Krishnarajah, Isthrinayagy and Marion, Glenn and Gibson, Gavin (2007) Novel bivariate moment-closure approximations. Mathematical Biosciences, 208 (2). pp. 621-643. ISSN 0025-5564

Abstract

Nonlinear stochastic models are typically intractable to analytic solutions and hence, moment-closure schemes are used to provide approximations to these models. Existing closure approximations are often unable to describe transient aspects caused by extinction behaviour in a stochastic process. Recent work has tackled this problem in the univariate case. In this study, we address this problem by introducing novel bivariate moment-closure methods based on mixture distributions.

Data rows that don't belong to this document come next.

use std::path::Path;
use std::str::FromStr;
use std::time::Duration;

use alloy_primitives::Address;
use anyhow::{bail, Context, Result};
use serde::Deserialize;

use crate::feed::aggregator::AggregatorKind;
use crate::feed::reducer::{build_reducers, Reducer, ReducerConfig};

/// One data feed as declared in the feeds file.
#[derive(Clone, Debug, Deserialize)]
pub struct FeedConfig {
    pub aggregator_id: String,
    pub name: String,
    pub address: String,
    pub heartbeat_ms: u64,
    /// Relative change against the last on-chain answer that triggers a
    /// submission before the heartbeat, e.g. `0.005` for half a percent.
    #[serde(default)]
    pub threshold: Option<f64>,
    /// Absolute change that triggers an early submission.
    #[serde(default)]
    pub absolute_threshold: Option<f64>,
    /// How often deviation is checked between heartbeats.
    #[serde(default = "default_check_interval_ms")]
    pub check_interval_ms: u64,
    #[serde(default = "default_aggregator")]
    pub aggregator: String,
    pub sources: Vec<SourceConfig>,
}

#[derive(Clone, Debug, Deserialize)]
pub struct SourceConfig {
    pub url: String,
    #[serde(default)]
    pub reducers: Vec<ReducerConfig>,
}

fn default_aggregator() -> String {
    "MEDIAN".to_string()
}

fn default_check_interval_ms() -> u64 {
    2_000
}

/// A feed with every name resolved to its strategy.
#[derive(Clone, Debug)]
pub struct Feed {
    pub aggregator_id: String,
    pub name: String,
    pub address: Address,
    pub heartbeat: Duration,
    pub threshold: Option<f64>,
    pub absolute_threshold: Option<f64>,
    pub check_interval: Duration,
    pub aggregator: AggregatorKind,
    pub sources: Vec<Source>,
}

impl Feed {
    /// Whether the feed submits between heartbeats at all.
    pub fn tracks_deviation(&self) -> bool {
        self.threshold.is_some() || self.absolute_threshold.is_some()
    }

    /// Whether `value` moved far enough from the last on-chain answer to be
    /// submitted early. A last answer of zero counts any change as relative
    /// deviation.
    pub fn deviates(&self, last: i128, value: i64) -> bool {
        let change = (i128::from(value) - last).unsigned_abs() as f64;
        let absolute = self.absolute_threshold.is_some_and(|limit| change >= limit);
        let relative = self.threshold.is_some_and(|limit| {
            if last == 0 {
                change > 0.0
            } else {
                change / last.unsigned_abs() as f64 >= limit
            }
        });
        absolute || relative
    }
}

#[derive(Clone, Debug)]
pub struct Source {
    pub url: String,
    pub reducers: Vec<Reducer>,
}

impl FeedConfig {
    pub fn resolve(&self) -> Result<Feed> {
        let address = Address::from_str(self.address.trim())
            .with_context(|| format!("feed {}: invalid address", self.name))?;
        let aggregator = AggregatorKind::from_str(&self.aggregator)
            .with_context(|| format!("feed {}", self.name))?;
        let sources = self
            .sources
            .iter()
            .map(|source| {
                Ok(Source {
                    url: source.url.clone(),
                    reducers: build_reducers(&source.reducers)
                        .with_context(|| format!("feed {}: source {}", self.name, source.url))?,
                })
            })
            .collect::<Result<Vec<_>>>()?;
        for (label, limit) in [
            ("threshold", self.threshold),
            ("absolute_threshold", self.absolute_threshold),
        ] {
            if let Some(limit) = limit.filter(|limit| !limit.is_finite() || *limit <= 0.0) {
                bail!("feed {}: {label} must be positive, got {limit}", self.name);
            }
        }

        Ok(Feed {
            aggregator_id: self.aggregator_id.clone(),
            name: self.name.clone(),
            address,
            heartbeat: Duration::from_millis(self.heartbeat_ms.max(1)),
            threshold: self.threshold,
            absolute_threshold: self.absolute_threshold,
            check_interval: Duration::from_millis(
                self.check_interval_ms.clamp(1, self.heartbeat_ms.max(1)),
            ),
            aggregator,
            sources,
        })
    }
}

pub fn parse_feeds(json: &str) -> Result<Vec<Feed>> {
    let configs: Vec<FeedConfig> = serde_json::from_str(json).context("malformed feeds file")?;
    configs.iter().map(FeedConfig::resolve).collect()
}

pub async fn load_feeds(path: &Path) -> Result<Vec<Feed>> {
    let content = tokio::fs::read_to_string(path)
        .await
        .with_context(|| format!("reading feeds file {}", path.display()))?;
    parse_feeds(&content)
}
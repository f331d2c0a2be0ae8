//! Value transforms applied to a fetched response before aggregation.
//!
//! A feed declares its reducers as `{ "function": "PARSE", "args": [...] }`
//! objects; an on-chain data request encodes the same steps as key/value
//! pairs (`path`, `mul`, ...). Both forms resolve to [`Reducer`].

use serde::{Deserialize, Serialize};
use serde_json::Value;

use crate::error::ReducerError;
use crate::feed::aggregator::round_half_up;

#[derive(Clone, Debug, PartialEq)]
pub enum Reducer {
    /// Walk nested objects by key.
    Parse(Vec<String>),
    /// Select an array element.
    Index(usize),
    /// Multiply by each factor in turn.
    Mul(Vec<f64>),
    Div(f64),
    /// `x / value`
    DivFrom(f64),
    /// Multiply by `10^n`.
    Pow10(i32),
    Round,
}

/// Declarative form found in feed configuration files.
#[derive(Clone, Debug, PartialEq, Serialize, Deserialize)]
pub struct ReducerConfig {
    pub function: String,
    #[serde(default)]
    pub args: Value,
}

impl Reducer {
    pub fn from_config(name: &str, args: &Value) -> Result<Self, ReducerError> {
        let upper = name.trim().to_uppercase();
        let invalid = |reason: &str| ReducerError::InvalidReducer {
            name: upper.clone(),
            reason: reason.to_string(),
        };

        match upper.as_str() {
            "PARSE" | "PATH" => {
                let path = match args {
                    Value::String(s) => s.split(',').map(|p| p.trim().to_string()).collect(),
                    Value::Array(items) => items
                        .iter()
                        .map(|item| match item {
                            Value::String(s) => Ok(s.clone()),
                            other => Err(invalid(&format!("path segment {other} is not a string"))),
                        })
                        .collect::<Result<Vec<_>, _>>()?,
                    _ => return Err(invalid("expected a path")),
                };
                Ok(Reducer::Parse(path))
            }
            "INDEX" => {
                let index = first_number(args).map_err(|_| invalid("expected an index"))?;
                if index < 0.0 || index.fract() != 0.0 {
                    return Err(invalid("index must be a non-negative integer"));
                }
                Ok(Reducer::Index(index as usize))
            }
            "MUL" => {
                let factors = match args {
                    Value::Array(items) => items.iter().map(as_number).collect::<Result<Vec<_>, _>>(),
                    other => as_number(other).map(|f| vec![f]),
                }
                .map_err(|_| invalid("expected numeric factors"))?;
                Ok(Reducer::Mul(factors))
            }
            "DIV" => {
                let divisor = first_number(args).map_err(|_| invalid("expected a divisor"))?;
                if divisor == 0.0 {
                    return Err(ReducerError::DivisionByZero);
                }
                Ok(Reducer::Div(divisor))
            }
            "DIVFROM" => first_number(args)
                .map(Reducer::DivFrom)
                .map_err(|_| invalid("expected a dividend")),
            "POW10" => first_number(args)
                .map(|n| Reducer::Pow10(n as i32))
                .map_err(|_| invalid("expected an exponent")),
            "ROUND" => Ok(Reducer::Round),
            _ => Err(invalid("unknown reducer")),
        }
    }

    pub fn apply(&self, value: Value) -> Result<Value, ReducerError> {
        match self {
            Reducer::Parse(path) => {
                let mut current = value;
                for key in path {
                    current = match current {
                        Value::Object(mut map) => {
                            map.remove(key).ok_or_else(|| ReducerError::MissingKey(key.clone()))?
                        }
                        _ => return Err(ReducerError::MissingKey(key.clone())),
                    };
                }
                Ok(current)
            }
            Reducer::Index(index) => match value {
                Value::Array(mut items) => {
                    if *index >= items.len() {
                        Err(ReducerError::IndexOutOfBounds {
                            index: *index,
                            len: items.len(),
                        })
                    } else {
                        Ok(items.swap_remove(*index))
                    }
                }
                other => Err(ReducerError::NotANumber(format!("expected an array, got {other}"))),
            },
            Reducer::Mul(factors) => {
                let product = factors.iter().fold(as_number(&value)?, |acc, f| acc * f);
                number(product)
            }
            Reducer::Div(divisor) => number(as_number(&value)? / divisor),
            Reducer::DivFrom(dividend) => {
                let divisor = as_number(&value)?;
                if divisor == 0.0 {
                    return Err(ReducerError::DivisionByZero);
                }
                number(dividend / divisor)
            }
            Reducer::Pow10(exp) => number(10f64.powi(*exp) * as_number(&value)?),
            Reducer::Round => {
                let n = as_number(&value)?;
                round_half_up(n)
                    .map(Value::from)
                    .map_err(|_| ReducerError::NotANumber(n.to_string()))
            }
        }
    }
}

/// Resolve a list of declared reducers.
pub fn build_reducers(configs: &[ReducerConfig]) -> Result<Vec<Reducer>, ReducerError> {
    configs
        .iter()
        .map(|c| Reducer::from_config(&c.function, &c.args))
        .collect()
}

/// Run `reducers` in order over `value`.
pub fn apply_all(reducers: &[Reducer], value: Value) -> Result<Value, ReducerError> {
    reducers.iter().try_fold(value, |acc, reducer| reducer.apply(acc))
}

/// Coerce a JSON number or numeric string (thousands separators allowed) to
/// a finite `f64`. `NaN` and infinities are rejected.
pub fn as_number(value: &Value) -> Result<f64, ReducerError> {
    match value {
        Value::Number(n) => n
            .as_f64()
            .ok_or_else(|| ReducerError::NotANumber(n.to_string())),
        Value::String(s) => s
            .replace(',', "")
            .trim()
            .parse::<f64>()
            .ok()
            .filter(|n| n.is_finite())
            .ok_or_else(|| ReducerError::NotANumber(s.clone())),
        other => Err(ReducerError::NotANumber(other.to_string())),
    }
}

fn first_number(args: &Value) -> Result<f64, ReducerError> {
    match args {
        Value::Array(items) => items
            .first()
            .ok_or_else(|| ReducerError::NotANumber("[]".to_string()))
            .and_then(as_number),
        other => as_number(other),
    }
}

fn number(value: f64) -> Result<Value, ReducerError> {
    serde_json::Number::from_f64(value)
        .map(Value::Number)
        .ok_or_else(|| ReducerError::NotANumber(value.to_string()))
}

/// Parsed form of an on-chain data request: the URL to fetch and the steps
/// to apply to its response.
#[derive(Clone, Debug, PartialEq)]
pub struct RequestPlan {
    pub url: String,
    pub reducers: Vec<Reducer>,
}

impl RequestPlan {
    /// Build a plan from alternating key/value strings, e.g.
    /// `["get", "https://..", "path", "RAW,ETH,USD,PRICE", "pow10", "8"]`.
    /// Keys without a value (`round`) may appear last.
    pub fn from_pairs(items: &[String]) -> Result<Self, ReducerError> {
        let mut url = None;
        let mut reducers = Vec::new();
        let mut iter = items.iter();

        while let Some(key) = iter.next() {
            let lowered = key.trim().to_lowercase();
            if lowered == "round" {
                reducers.push(Reducer::Round);
                continue;
            }
            let value = iter.next().ok_or_else(|| ReducerError::InvalidReducer {
                name: lowered.clone(),
                reason: "missing value".to_string(),
            })?;

            if lowered == "get" {
                url = Some(value.trim().to_string());
            } else {
                let args = Value::String(value.trim().to_string());
                reducers.push(Reducer::from_config(&lowered, &args)?);
            }
        }

        let url = url.ok_or_else(|| ReducerError::InvalidReducer {
            name: "GET".to_string(),
            reason: "request has no url".to_string(),
        })?;
        Ok(RequestPlan { url, reducers })
    }
}

#[cfg(test)]
mod tests {
    use super::*;
    use serde_json::json;

    #[test]
    fn parse_walks_nested_keys() {
        let reducer = Reducer::from_config("PARSE", &json!(["a", "b"])).unwrap();
        assert_eq!(reducer.apply(json!({"a": {"b": 5}})).unwrap(), json!(5));
    }

    #[test]
    fn parse_missing_key_fails() {
        let reducer = Reducer::from_config("path", &json!("a,c")).unwrap();
        assert_eq!(
            reducer.apply(json!({"a": {"b": 5}})),
            Err(ReducerError::MissingKey("c".to_string()))
        );
    }

    #[test]
    fn mul_folds_every_factor() {
        let reducer = Reducer::from_config("MUL", &json!([2, 3])).unwrap();
        assert_eq!(as_number(&reducer.apply(json!(4)).unwrap()).unwrap(), 24.0);

        let single = Reducer::from_config("mul", &json!(10)).unwrap();
        assert_eq!(as_number(&single.apply(json!("1,234.5")).unwrap()).unwrap(), 12345.0);
    }

    #[test]
    fn arithmetic_reducers() {
        let div = Reducer::from_config("DIV", &json!(4)).unwrap();
        assert_eq!(as_number(&div.apply(json!(10)).unwrap()).unwrap(), 2.5);

        let div_from = Reducer::from_config("DIVFROM", &json!(1)).unwrap();
        assert_eq!(as_number(&div_from.apply(json!(4)).unwrap()).unwrap(), 0.25);
        assert_eq!(div_from.apply(json!(0)), Err(ReducerError::DivisionByZero));

        let pow = Reducer::from_config("POW10", &json!(3)).unwrap();
        assert_eq!(as_number(&pow.apply(json!(1.5)).unwrap()).unwrap(), 1500.0);

        assert_eq!(Reducer::Round.apply(json!(2.5)).unwrap(), json!(3));
        assert_eq!(
            Reducer::from_config("DIV", &json!(0)),
            Err(ReducerError::DivisionByZero)
        );
    }

    #[test]
    fn index_selects_and_bounds_checks() {
        let reducer = Reducer::from_config("INDEX", &json!(1)).unwrap();
        assert_eq!(reducer.apply(json!([7, 8, 9])).unwrap(), json!(8));
        assert_eq!(
            reducer.apply(json!([7])),
            Err(ReducerError::IndexOutOfBounds { index: 1, len: 1 })
        );
        assert!(Reducer::from_config("INDEX", &json!(-1)).is_err());
    }

    #[test]
    fn pipeline_applies_in_order() {
        let reducers = build_reducers(&[
            ReducerConfig { function: "parse".into(), args: json!(["data", "prices"]) },
            ReducerConfig { function: "index".into(), args: json!(0) },
            ReducerConfig { function: "mul".into(), args: json!([100]) },
            ReducerConfig { function: "round".into(), args: Value::Null },
        ])
        .unwrap();

        let out = apply_all(&reducers, json!({"data": {"prices": ["12.346", 1]}})).unwrap();
        assert_eq!(out, json!(1235));
    }

    #[test]
    fn unknown_reducer_is_rejected() {
        assert!(matches!(
            Reducer::from_config("SQRT", &Value::Null),
            Err(ReducerError::InvalidReducer { .. })
        ));
        assert!(matches!(
            as_number(&json!({"x": 1})),
            Err(ReducerError::NotANumber(_))
        ));
    }

    #[test]
    fn non_finite_strings_are_not_numbers() {
        for text in ["NaN", "nan", "inf", "-inf", "infinity", "-Infinity"] {
            assert!(
                matches!(as_number(&json!(text)), Err(ReducerError::NotANumber(_))),
                "{text} was accepted"
            );
        }
        assert_eq!(as_number(&json!("1,234.5")), Ok(1234.5));

        let round = build_reducers(&[ReducerConfig { function: "round".into(), args: Value::Null }])
            .unwrap();
        assert!(apply_all(&round, json!("inf")).is_err());
        assert!(apply_all(&round, json!(1e300)).is_err());

        let mul = Reducer::from_config("MUL", &json!([1e308])).unwrap();
        assert!(mul.apply(json!(1e308)).is_err());
    }

    #[test]
    fn request_plan_from_key_value_pairs() {
        let items: Vec<String> = [
            "get",
            "https://example.com/price",
            "path",
            "RAW,ETH,USD,PRICE",
            "pow10",
            "8",
            "round",
        ]
        .iter()
        .map(|s| s.to_string())
        .collect();

        let plan = RequestPlan::from_pairs(&items).unwrap();
        assert_eq!(plan.url, "https://example.com/price");
        assert_eq!(
            plan.reducers,
            vec![
                Reducer::Parse(vec!["RAW".into(), "ETH".into(), "USD".into(), "PRICE".into()]),
                Reducer::Pow10(8),
                Reducer::Round,
            ]
        );

        assert!(RequestPlan::from_pairs(&["path".to_string(), "a".to_string()]).is_err());
    }
}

Novel closure approximations are developed, based on the beta-binomial, zero-modified distributions and the log-Normal, designed to capture the behaviour of the stochastic SIS model with varying population size, around the threshold between persistence and extinction of disease. The idea of conditional dependence between variables of interest underlies these mixture approximations. In the first approximation, we assume that the distribution of infectives (I) conditional on population size (N) is governed by the beta-binomial and for the second form, we assume that I is governed by zero-modified beta-binomial distribution where in either case N follows a log-Normal distribution. We analyse the impact of coupling and inter-dependency between population variables on the behaviour of the approximations developed. Thus, the approximations are applied in two situations in the case of the SIS model where: (1) the death rate is independent of disease status; and (2) the death rate is disease-dependent. Comparison with simulation shows that these mixture approximations are able to predict disease extinction behaviour and describe transient aspects of the process.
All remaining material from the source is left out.